A. The sex chromosomes, for example, will dictate the type of genes that are turned on in the cell. And the activation of genes will also depend on the environment in which the cell is found: hormones, nutrients…
Q. And a male or female cell is neither better nor worse.
A. Exactly. In a talk I was showing that female fly gut stem cells proliferate more, and I explained that this is important for the mother fly when it reproduces, because it needs the gut to grow. When the intestine grows, that helps fertility, the fecundity of the fly. And a boy in the audience got angry and said to me: “But how can you say that the intestine of the females is better?” And I replied: “No, I’m not telling you which is better, I’m just telling you that their stem cells proliferate more.” The fly is a good example of how something can be good in one context, but bad in another. For example, gut stem cells that proliferate more in the female fly is a good thing during reproduction, but if you genetically induce tumors, the female fly develops larger tumors, because those cells proliferate much more. There is never a better and a worse. It’s always a yin and yang thing, in a way.
Q. Your research with intestines has revealed that the organs of males and females are more different than we thought.
A. Yes, we did not expect to find so many differences. We are seeing that they are very different and that how they communicate with other organs is also very different. For example, communication between the gut and the brain can be quite different between males and females. It is an amazing thing.
Q. What are the implications of these differences?
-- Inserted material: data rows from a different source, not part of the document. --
//! Five-panel grayscale rendering of an analysis.
//!
//! Panels are stacked top to bottom on one shared frame axis with height
//! ratios 1:1:1:12:1:
//!
//! | panel              | content                                   |
//! |--------------------|-------------------------------------------|
//! | zero-crossing rate | filled from the track floor to the value  |
//! | total energy       | filled from the track floor to the value  |
//! | low-band energy    | filled from the track floor to the value  |
//! | spectrogram        | inverted gray, loud = dark                |
//! | waveform           | min/max envelope around a center line     |
//!
//! Time ticks every [`RenderOptions::tick_secs`] mark the waveform's bottom
//! edge and continue as a dotted grid over the spectrogram, which also gets a
//! dotted line every kilohertz.

use std::io::{BufWriter, Write};
use std::path::Path;

use specplot_core::{AnalysisConfig, AnalysisOutput, LogSpectrogramImage};

use crate::Result;

const PANEL_RATIOS: [usize; 5] = [1, 1, 1, 12, 1];
const TOTAL_RATIO: usize = 16;

const BACKGROUND: u8 = 255;
const INK: u8 = 0;
const AXIS: u8 = 160;

/// Spacing of the spectrogram's horizontal grid lines.
const GRID_HZ: f32 = 1000.0;

/// Size and dB mapping for [`render_panels`].
#[derive(Debug, Clone, Copy, PartialEq)]
pub struct RenderOptions {
    /// Pixel columns per frame.
    pub horizontal_scale: usize,
    /// Total image height in pixels, split across panels by ratio.
    pub height: usize,
    /// dB value drawn white in the spectrogram (as a positive spread).
    pub db_spread: f32,
    /// dB value drawn black in the spectrogram (as a positive cutoff).
    pub db_cutoff: f32,
    /// Seconds between time ticks; zero or less draws none.
    pub tick_secs: f32,
}

impl Default for RenderOptions {
    fn default() -> Self {
        Self::from_config(&AnalysisConfig::default())
    }
}

impl RenderOptions {
    /// Options matching the clip window of `config`.
    pub fn from_config(config: &AnalysisConfig) -> Self {
        Self {
            horizontal_scale: 1,
            height: 640,
            db_spread: config.db_spread,
            db_cutoff: config.db_cutoff,
            tick_secs: 0.1,
        }
    }

    /// Set the pixel columns per frame.
    pub fn with_horizontal_scale(mut self, scale: usize) -> Self {
        self.horizontal_scale = scale;
        self
    }

    /// Set the total image height.
    pub fn with_height(mut self, height: usize) -> Self {
        self.height = height;
        self
    }

    /// Set the time tick spacing.
    pub fn with_tick_secs(mut self, tick_secs: f32) -> Self {
        self.tick_secs = tick_secs;
        self
    }

    /// Heights of the five panels, top to bottom.
    ///
    /// Every panel gets at least one row; the spectrogram absorbs rounding.
    pub fn panel_heights(&self) -> [usize; 5] {
        let height = self.height.max(TOTAL_RATIO);
        let mut heights = PANEL_RATIOS.map(|ratio| height * ratio / TOTAL_RATIO);
        let others: usize = heights.iter().sum::<usize>() - heights[3];
        heights[3] = height - others;
        heights
    }

    /// Map a spectrogram dB value to a gray level: `-spread` white, `-cutoff` black.
    pub fn gray_level(&self, db: f32) -> u8 {
        let range = self.db_spread - self.db_cutoff;
        let t = ((db + self.db_spread) / range).clamp(0.0, 1.0);
        (255.0 * (1.0 - t)).round() as u8
    }
}

/// 8-bit grayscale raster, row-major, row 0 at the top.
#[derive(Debug, Clone, PartialEq, Eq)]
pub struct GrayImage {
    width: usize,
    height: usize,
    pixels: Vec<u8>,
}

impl GrayImage {
    /// Blank image filled with `value`.
    pub fn new(width: usize, height: usize, value: u8) -> Self {
        Self {
            width,
            height,
            pixels: vec![value; width * height],
        }
    }

    /// Width in pixels.
    pub fn width(&self) -> usize {
        self.width
    }

    /// Height in pixels.
    pub fn height(&self) -> usize {
        self.height
    }

    /// Pixel at `x`, `y`; `None` when out of bounds.
    pub fn get(&self, x: usize, y: usize) -> Option<u8> {
        (x < self.width && y < self.height).then(|| self.pixels[y * self.width + x])
    }

    /// Set pixel `x`, `y`; out-of-bounds writes are ignored.
    pub fn set(&mut self, x: usize, y: usize, value: u8) {
        if x < self.width && y < self.height {
            self.pixels[y * self.width + x] = value;
        }
    }

    /// All pixels, row-major.
    pub fn pixels(&self) -> &[u8] {
        &self.pixels
    }

    /// Render a spectrogram at one pixel per frame and row.
    pub fn from_spectrogram(image: &LogSpectrogramImage, options: &RenderOptions) -> Self {
        let mut gray = Self::new(image.num_frames(), image.num_rows(), BACKGROUND);
        for (dst, &db) in gray.pixels.iter_mut().zip(image.pixels()) {
            *dst = options.gray_level(db);
        }
        gray
    }

    /// Write as a plain (P2) PGM file.
    pub fn write_pgm(&self, path: impl AsRef<Path>, comment: &str) -> Result<()> {
        let mut file = BufWriter::new(std::fs::File::create(path)?);

        writeln!(file, "P2")?;
        writeln!(file, "# {comment}")?;
        writeln!(file, "{} {}", self.width, self.height)?;
        writeln!(file, "255")?;

        if self.width > 0 {
            for row in self.pixels.chunks(self.width) {
                for (i, &pixel) in row.iter().enumerate() {
                    if i > 0 {
                        write!(file, " ")?;
                    }
                    write!(file, "{pixel}")?;
                }
                writeln!(file)?;
            }
        }

        file.flush()?;
        Ok(())
    }
}

/// Compose the five stacked panels for `output`.
///
/// Width is `num_frames * horizontal_scale`.
pub fn render_panels(output: &AnalysisOutput, options: &RenderOptions) -> GrayImage {
    let scale = options.horizontal_scale.max(1);
    let width = output.num_frames() * scale;
    let heights = options.panel_heights();
    let mut image = GrayImage::new(width, heights.iter().sum(), BACKGROUND);

    let mut top = 0;
    let tracks = [
        &output.zero_crossing_rate,
        &output.total_energy,
        &output.low_band_energy,
    ];
    for (track, &height) in tracks.iter().zip(&heights) {
        draw_track(&mut image, track, top, height, scale);
        top += height;
    }

    let ticks = tick_times(output.waveform.duration_secs(), options.tick_secs);

    draw_spectrogram(&mut image, &output.spectrogram, top, heights[3], scale, options);
    draw_spectrogram_grid(&mut image, output, &ticks, top, heights[3], scale);
    top += heights[3];

    draw_waveform_ticks(&mut image, output, &ticks, top, heights[4]);
    draw_waveform(&mut image, output.waveform.samples(), top, heights[4]);

    tracing::debug!(
        width = image.width(),
        height = image.height(),
        "rendered panels"
    );
    image
}

/// Fill each column from the bottom of the panel up to the track value,
/// scaled so the track minimum is empty and its maximum is full.
fn draw_track(image: &mut GrayImage, track: &[f32], top: usize, height: usize, scale: usize) {
    let lo = track.iter().copied().fold(f32::INFINITY, f32::min);
    let hi = track.iter().copied().fold(f32::NEG_INFINITY, f32::max);
    let range = hi - lo;

    for (frame, &value) in track.iter().enumerate() {
        let fraction = if range > 0.0 { (value - lo) / range } else { 0.0 };
        let filled = (fraction * height as f32).round() as usize;
        for x in frame * scale..(frame + 1) * scale {
            for y in top + height - filled.min(height)..top + height {
                image.set(x, y, INK);
            }
        }
    }
}

fn draw_spectrogram(
    image: &mut GrayImage,
    spectrogram: &LogSpectrogramImage,
    top: usize,
    height: usize,
    scale: usize,
    options: &RenderOptions,
) {
    let rows = spectrogram.num_rows();
    for y in 0..height {
        // nearest source row; row 0 stays the highest frequency
        let src_row = (y * rows / height).min(rows.saturating_sub(1));
        let Some(row) = spectrogram.row(src_row) else {
            continue;
        };
        for (frame, &db) in row.iter().enumerate() {
            let level = options.gray_level(db);
            for x in frame * scale..(frame + 1) * scale {
                image.set(x, top + y, level);
            }
        }
    }
}

/// Tick times `0, tick, 2 * tick, ...` before `duration` seconds.
fn tick_times(duration: f64, tick_secs: f32) -> Vec<f64> {
    if tick_secs.is_nan() || tick_secs <= 0.0 {
        return Vec::new();
    }
    let tick = f64::from(tick_secs);
    (0u32..)
        .map(|k| f64::from(k) * tick)
        .take_while(|&t| t < duration)
        .collect()
}

/// Dotted columns at each tick and dotted rows every [`GRID_HZ`].
fn draw_spectrogram_grid(
    image: &mut GrayImage,
    output: &AnalysisOutput,
    ticks: &[f64],
    top: usize,
    height: usize,
    scale: usize,
) {
    let grid = &output.grid;
    let rows = output.spectrogram.num_rows();
    if rows == 0 || height == 0 {
        return;
    }

    let frames_per_sec = f64::from(grid.sample_rate) / grid.hop_length.max(1) as f64;
    for &t in ticks {
        let frame = (t * frames_per_sec).round() as usize;
        if frame >= output.num_frames() {
            continue;
        }
        for y in (0..height).step_by(2) {
            image.set(frame * scale, top + y, AXIS);
        }
    }

    let nyquist = grid.sample_rate as f32 / 2.0;
    let width = image.width();
    for k in 1u16.. {
        let freq = f32::from(k) * GRID_HZ;
        if freq >= nyquist {
            break;
        }
        let bin = (freq * grid.n_fft as f32 / grid.sample_rate as f32).round() as usize;
        let row = output.spectrogram.row_for_bin(bin.min(rows - 1));
        let y = row * height / rows;
        for x in (0..width).step_by(2) {
            image.set(x, top + y, AXIS);
        }
    }
}

/// Short marks rising from the bottom of the waveform panel at each tick.
fn draw_waveform_ticks(
    image: &mut GrayImage,
    output: &AnalysisOutput,
    ticks: &[f64],
    top: usize,
    height: usize,
) {
    let width = image.width();
    let num_samples = output.waveform.len();
    if width == 0 || num_samples == 0 || height == 0 {
        return;
    }

    let length = (height / 8).max(1);
    let rate = f64::from(output.waveform.sample_rate());
    for &t in ticks {
        let sample = (t * rate).round() as usize;
        let x = sample * width / num_samples;
        for y in top + height - length..top + height {
            image.set(x, y, AXIS);
        }
    }
}

/// Min/max envelope of the samples falling in each column, scaled to the
/// waveform's peak magnitude.
fn draw_waveform(image: &mut GrayImage, samples: &[f32], top: usize, height: usize) {
    let width = image.width();
    if width == 0 || height == 0 {
        return;
    }

    let center = top + height / 2;
    for x in 0..width {
        image.set(x, center, AXIS);
    }

    let peak = samples.iter().fold(0.0f32, |acc, &x| acc.max(x.abs()));
    if peak == 0.0 || samples.is_empty() {
        return;
    }

    let half = (height as f32 - 1.0) / 2.0;
    let to_y = |v: f32| {
        let offset = (v / peak * half).round() as isize;
        (center as isize - offset).clamp(top as isize, (top + height - 1) as isize) as usize
    };

    for x in 0..width {
        let start = x * samples.len() / width;
        let end = ((x + 1) * samples.len() / width).max(start + 1).min(samples.len());
        let (lo, hi) = samples[start..end]
            .iter()
            .fold((f32::INFINITY, f32::NEG_INFINITY), |(lo, hi), &v| (lo.min(v), hi.max(v)));
        for y in to_y(hi)..=to_y(lo) {
            image.set(x, y, INK);
        }
    }
}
R. They have made us aware that we have to consider sex in all research. We should not assume that the physiology and pathophysiology of animals, or of humans, will be the same. For example, in humans, susceptibility to cancer is different in men and women. It is due to a combination of many factors: diet, environment, genetic variants. But our research says that you also have to consider the intrinsic sex of the cells. It used to be assumed that sex differences in cancer were due to male or female hormones. We have seen that there is also an intrinsic component of the cell, of the sex of the cell, at least in the fly.
Q. Your research with fruit flies has won six Nobel Prizes.
A. Yes, flies are very powerful in discovering new processes, because they allow you to do experiments without necessarily having an a priori hypothesis. If you want to see which genes control a process, you can remove different genes in different flies. To see differences between the sexes, you can take stem cells from the intestine of an adult female fly and make them male. And you can do it very quickly. On the fly all these tests can be done in a couple of months, while in mice it takes a year or two.
Q. Do we have a second brain in the gut?
A. Yes, we have a lot of neurons in the gut, and the gut is connected to the brain by neurons that can sense nutrients and affect physiology and behavior, at least in model organisms like the mouse. We are also seeing that even the non-neuronal digestive cells of the intestine can detect nutrients such as zinc. So the “gut feelings” thing is justified.
Q. How should society understand these differences between the sexes?
A. In ecology, an ecosystem’s diversity is important for it to survive any external challenge. I see society the same way. The diverse society—at the level of sex, gender, ethnicity or whatever—is the one that can best survive challenges. We are stronger that way. I don’t see sex and gender differences, or different needs, as a problem. I always see it as a good thing. There is nothing wrong with admitting these differences.